[Collected data entries]
//! Request classification.
//!
//! # Decision order
//! ```text
//! no User-Agent            → no
//! not GET/HEAD             → no
//! X-Prerender present      → no
//! wants = _escaped_fragment_ | crawler UA | X-Bufferbot
//! static asset extension   → no
//! whitelist set, no match  → no
//! blacklist hit (url|ref)  → no
//! otherwise                → wants
//! ```

use axum::http::header::{REFERER, USER_AGENT};
use axum::http::Method;

use crate::prerender::policy::PolicySnapshot;
use crate::prerender::request::{PrerenderRequest, X_BUFFERBOT, X_PRERENDER};

/// Decide whether `request` should be answered with a prerendered page.
pub fn should_prerender(request: &PrerenderRequest, policy: &PolicySnapshot) -> bool {
    let user_agent = match request.header(USER_AGENT) {
        Some(ua) if !ua.is_empty() => ua,
        _ => return false,
    };

    if request.method != Method::GET && request.method != Method::HEAD {
        return false;
    }

    // the rendering service fetching our own page
    if request.headers.contains_key(X_PRERENDER) {
        return false;
    }

    let wants_prerender = request.has_escaped_fragment()
        || policy.crawlers().is_match(&user_agent)
        || request.headers.contains_key(X_BUFFERBOT);

    if policy.ignored_extensions().is_match(request.path()) {
        return false;
    }

    let whitelist = policy.whitelist();
    if !whitelist.is_empty() && !whitelist.iter().any(|re| re.is_match(&request.url)) {
        return false;
    }

    let referer = request.header(REFERER);
    let blacklisted = policy.blacklist().iter().any(|re| {
        re.is_match(&request.url) || referer.as_deref().is_some_and(|r| re.is_match(r))
    });
    if blacklisted {
        return false;
    }

    wants_prerender
}
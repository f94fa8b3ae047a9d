//! Configuration loading from disk.

use std::path::Path;
use std::fs;
use crate::config::schema::{ProxyConfig, DEFAULT_SERVICE_URL};
use crate::config::validation::{validate_config, ValidationError};

/// Environment variable overriding the default rendering service URL.
pub const ENV_SERVICE_URL: &str = "PRERENDER_SERVICE_URL";

/// Environment variable supplying the token when the config has none.
pub const ENV_TOKEN: &str = "PRERENDER_TOKEN";

/// Error type for configuration loading.
#[derive(Debug)]
pub enum ConfigError {
    Io(std::io::Error),
    Parse(toml::de::Error),
    Validation(Vec<ValidationError>),
}

impl std::fmt::Display for ConfigError {
    fn fmt(&self, f: &mut std::fmt::Formatter<'_>) -> std::fmt::Result {
        match self {
            ConfigError::Io(e) => write!(f, "IO error: {}", e),
            ConfigError::Parse(e) => write!(f, "Parse error: {}", e),
            ConfigError::Validation(errors) => {
                write!(f, "Validation failed: ")?;
                for (i, err) in errors.iter().enumerate() {
                    if i > 0 { write!(f, ", ")?; }
                    write!(f, "{}", err)?;
                }
                Ok(())
            }
        }
    }
}

impl std::error::Error for ConfigError {}

/// Load and validate configuration from a TOML file.
pub fn load_config(path: &Path) -> Result<ProxyConfig, ConfigError> {
    let content = fs::read_to_string(path).map_err(ConfigError::Io)?;
    parse_config(&content)
}

/// Parse, apply environment defaults and validate configuration text.
pub fn parse_config(content: &str) -> Result<ProxyConfig, ConfigError> {
    let mut config: ProxyConfig = toml::from_str(content).map_err(ConfigError::Parse)?;
    apply_env_defaults(&mut config, |key| std::env::var(key).ok());

    validate_config(&config).map_err(ConfigError::Validation)?;

    Ok(config)
}

/// Apply command-line overrides and validate the result again.
pub fn apply_overrides(
    config: &mut ProxyConfig,
    bind: Option<String>,
    origin: Option<String>,
) -> Result<(), ConfigError> {
    if let Some(bind) = bind {
        config.listener.bind_address = bind;
    }
    if let Some(origin) = origin {
        config.origin.address = origin;
    }
    validate_config(config).map_err(ConfigError::Validation)
}

/// Fill rendering service settings the file left unset from the environment.
///
/// An explicit `service_url` or `token` in the file always wins.
pub fn apply_env_defaults<F>(config: &mut ProxyConfig, lookup: F)
where
    F: Fn(&str) -> Option<String>,
{
    if config.prerender.service_url == DEFAULT_SERVICE_URL {
        if let Some(url) = lookup(ENV_SERVICE_URL).filter(|v| !v.is_empty()) {
            config.prerender.service_url = url;
        }
    }

    if config.prerender.token.is_none() {
        config.prerender.token = lookup(ENV_TOKEN).filter(|v| !v.is_empty());
    }
}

- [Exercise instructions] Please return all lines from the records that hold the word "whitelist".

- [Reply]
//! whitelist set, no match  → no
    let whitelist = policy.whitelist();
    if !whitelist.is_empty() && !whitelist.iter().any(|re| re.is_match(&request.url)) {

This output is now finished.